» Stored data entries

§

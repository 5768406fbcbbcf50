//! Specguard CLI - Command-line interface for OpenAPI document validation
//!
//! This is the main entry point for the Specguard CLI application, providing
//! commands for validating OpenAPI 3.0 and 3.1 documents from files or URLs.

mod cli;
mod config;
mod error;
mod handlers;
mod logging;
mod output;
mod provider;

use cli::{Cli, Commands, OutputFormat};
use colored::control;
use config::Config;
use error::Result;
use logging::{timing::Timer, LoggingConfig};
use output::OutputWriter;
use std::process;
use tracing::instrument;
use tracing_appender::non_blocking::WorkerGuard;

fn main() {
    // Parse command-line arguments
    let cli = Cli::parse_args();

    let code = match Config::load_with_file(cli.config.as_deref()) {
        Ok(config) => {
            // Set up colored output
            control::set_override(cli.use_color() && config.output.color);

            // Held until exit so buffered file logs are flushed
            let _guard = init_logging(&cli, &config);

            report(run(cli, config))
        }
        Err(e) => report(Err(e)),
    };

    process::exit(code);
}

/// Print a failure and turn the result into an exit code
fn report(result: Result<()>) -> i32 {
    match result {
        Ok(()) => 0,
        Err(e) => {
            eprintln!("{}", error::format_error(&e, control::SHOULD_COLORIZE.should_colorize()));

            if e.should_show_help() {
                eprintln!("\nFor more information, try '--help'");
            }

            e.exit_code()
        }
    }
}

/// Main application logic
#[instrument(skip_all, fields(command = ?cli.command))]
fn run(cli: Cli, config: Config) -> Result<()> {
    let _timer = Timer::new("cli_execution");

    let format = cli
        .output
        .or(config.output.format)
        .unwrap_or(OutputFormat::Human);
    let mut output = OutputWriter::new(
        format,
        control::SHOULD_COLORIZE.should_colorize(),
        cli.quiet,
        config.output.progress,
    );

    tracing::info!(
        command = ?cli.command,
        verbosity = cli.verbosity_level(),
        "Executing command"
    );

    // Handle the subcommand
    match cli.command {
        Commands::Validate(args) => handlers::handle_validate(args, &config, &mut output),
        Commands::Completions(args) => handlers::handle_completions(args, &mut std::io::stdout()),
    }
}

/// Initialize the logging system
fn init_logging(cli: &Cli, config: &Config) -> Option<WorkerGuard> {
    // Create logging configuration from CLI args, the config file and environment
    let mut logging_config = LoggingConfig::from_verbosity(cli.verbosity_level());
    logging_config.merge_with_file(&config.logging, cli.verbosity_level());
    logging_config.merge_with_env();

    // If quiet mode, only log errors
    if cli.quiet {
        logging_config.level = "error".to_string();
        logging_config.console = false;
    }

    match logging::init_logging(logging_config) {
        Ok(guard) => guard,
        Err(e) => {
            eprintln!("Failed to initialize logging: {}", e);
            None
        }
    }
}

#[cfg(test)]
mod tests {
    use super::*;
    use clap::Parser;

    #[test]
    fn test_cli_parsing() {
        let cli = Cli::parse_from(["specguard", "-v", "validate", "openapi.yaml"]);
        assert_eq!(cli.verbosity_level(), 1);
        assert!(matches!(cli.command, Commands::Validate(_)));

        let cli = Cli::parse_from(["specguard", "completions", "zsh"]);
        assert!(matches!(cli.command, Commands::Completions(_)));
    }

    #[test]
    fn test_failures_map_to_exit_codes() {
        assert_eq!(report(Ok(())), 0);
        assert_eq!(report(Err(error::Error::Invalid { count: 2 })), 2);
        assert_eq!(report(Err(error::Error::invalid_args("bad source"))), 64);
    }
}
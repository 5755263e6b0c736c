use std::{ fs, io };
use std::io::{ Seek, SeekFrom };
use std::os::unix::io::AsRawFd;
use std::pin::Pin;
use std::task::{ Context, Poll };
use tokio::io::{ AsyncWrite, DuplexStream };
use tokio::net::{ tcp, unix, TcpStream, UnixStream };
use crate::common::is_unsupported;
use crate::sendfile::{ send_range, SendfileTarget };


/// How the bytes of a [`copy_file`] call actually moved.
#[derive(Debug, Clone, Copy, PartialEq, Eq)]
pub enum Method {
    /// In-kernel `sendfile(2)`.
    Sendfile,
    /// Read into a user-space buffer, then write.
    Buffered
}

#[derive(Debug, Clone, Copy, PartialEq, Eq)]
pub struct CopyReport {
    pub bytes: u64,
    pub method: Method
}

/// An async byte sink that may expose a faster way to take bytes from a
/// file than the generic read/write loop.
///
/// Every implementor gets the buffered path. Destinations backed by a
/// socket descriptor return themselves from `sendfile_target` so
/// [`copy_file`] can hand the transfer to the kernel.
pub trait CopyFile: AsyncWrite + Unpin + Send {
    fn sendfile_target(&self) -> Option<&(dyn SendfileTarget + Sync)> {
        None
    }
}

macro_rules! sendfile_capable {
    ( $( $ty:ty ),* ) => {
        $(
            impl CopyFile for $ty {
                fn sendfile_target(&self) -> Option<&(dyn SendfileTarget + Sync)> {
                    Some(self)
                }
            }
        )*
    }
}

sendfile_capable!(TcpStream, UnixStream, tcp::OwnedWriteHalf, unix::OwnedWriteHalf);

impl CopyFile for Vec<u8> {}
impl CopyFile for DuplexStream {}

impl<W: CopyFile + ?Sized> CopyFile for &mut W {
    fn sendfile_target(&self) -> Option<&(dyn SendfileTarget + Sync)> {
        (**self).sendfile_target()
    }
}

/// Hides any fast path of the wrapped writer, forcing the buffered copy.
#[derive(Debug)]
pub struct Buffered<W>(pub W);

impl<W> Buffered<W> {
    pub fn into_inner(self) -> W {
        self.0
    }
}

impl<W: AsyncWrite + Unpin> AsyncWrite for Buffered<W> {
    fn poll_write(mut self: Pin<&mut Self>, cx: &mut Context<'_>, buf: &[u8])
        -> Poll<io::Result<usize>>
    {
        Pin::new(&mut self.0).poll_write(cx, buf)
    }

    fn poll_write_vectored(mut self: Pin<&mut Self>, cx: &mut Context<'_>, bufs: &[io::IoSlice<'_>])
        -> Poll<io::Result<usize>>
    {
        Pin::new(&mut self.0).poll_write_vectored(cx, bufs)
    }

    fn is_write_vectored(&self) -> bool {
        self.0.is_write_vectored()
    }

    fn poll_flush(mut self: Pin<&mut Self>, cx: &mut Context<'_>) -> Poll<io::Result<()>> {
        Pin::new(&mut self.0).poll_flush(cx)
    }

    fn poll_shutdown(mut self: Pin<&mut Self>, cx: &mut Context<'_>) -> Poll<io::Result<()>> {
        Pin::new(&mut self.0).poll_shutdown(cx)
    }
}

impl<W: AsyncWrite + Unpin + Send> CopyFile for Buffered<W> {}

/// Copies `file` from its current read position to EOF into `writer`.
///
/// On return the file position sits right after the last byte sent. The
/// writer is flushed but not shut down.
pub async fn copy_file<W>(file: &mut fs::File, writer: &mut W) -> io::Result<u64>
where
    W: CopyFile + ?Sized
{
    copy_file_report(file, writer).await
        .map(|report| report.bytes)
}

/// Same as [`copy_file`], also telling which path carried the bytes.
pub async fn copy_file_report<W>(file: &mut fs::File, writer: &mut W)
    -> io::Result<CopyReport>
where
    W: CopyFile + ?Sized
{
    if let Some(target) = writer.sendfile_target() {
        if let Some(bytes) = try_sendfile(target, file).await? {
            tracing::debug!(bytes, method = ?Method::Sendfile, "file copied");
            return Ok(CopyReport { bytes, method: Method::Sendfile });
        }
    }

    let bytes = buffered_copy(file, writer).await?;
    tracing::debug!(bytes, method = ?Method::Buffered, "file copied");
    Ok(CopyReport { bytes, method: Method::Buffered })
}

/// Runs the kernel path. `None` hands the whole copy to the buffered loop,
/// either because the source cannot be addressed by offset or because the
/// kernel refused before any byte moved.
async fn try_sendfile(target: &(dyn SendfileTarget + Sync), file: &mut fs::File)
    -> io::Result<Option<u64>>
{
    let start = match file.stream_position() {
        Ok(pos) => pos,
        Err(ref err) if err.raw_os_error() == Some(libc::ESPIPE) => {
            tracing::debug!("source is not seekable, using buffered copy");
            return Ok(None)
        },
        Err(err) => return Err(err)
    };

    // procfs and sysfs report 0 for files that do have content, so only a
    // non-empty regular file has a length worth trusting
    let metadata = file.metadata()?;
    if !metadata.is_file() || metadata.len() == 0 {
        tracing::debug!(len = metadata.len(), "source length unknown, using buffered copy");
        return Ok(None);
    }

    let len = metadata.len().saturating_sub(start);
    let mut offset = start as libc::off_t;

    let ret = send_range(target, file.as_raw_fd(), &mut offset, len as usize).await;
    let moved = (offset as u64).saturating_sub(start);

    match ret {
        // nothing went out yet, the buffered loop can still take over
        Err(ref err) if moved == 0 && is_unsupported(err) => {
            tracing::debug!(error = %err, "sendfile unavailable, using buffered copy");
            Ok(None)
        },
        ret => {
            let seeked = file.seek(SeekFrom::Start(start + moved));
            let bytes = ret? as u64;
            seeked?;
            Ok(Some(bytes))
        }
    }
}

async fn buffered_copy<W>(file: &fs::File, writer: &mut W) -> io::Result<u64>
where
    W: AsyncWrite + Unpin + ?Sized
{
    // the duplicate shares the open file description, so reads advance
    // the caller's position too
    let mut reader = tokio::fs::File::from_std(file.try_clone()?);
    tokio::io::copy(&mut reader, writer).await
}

§

» Your instructions
Print each line, starting with the one that contains "so reads advance" and ending with the last line of the data, exactly as it stands and with no other lines.

» Exercise solution
    // the duplicate shares the open file description, so reads advance
    // the caller's position too
    let mut reader = tokio::fs::File::from_std(file.try_clone()?);
    tokio::io::copy(&mut reader, writer).await
}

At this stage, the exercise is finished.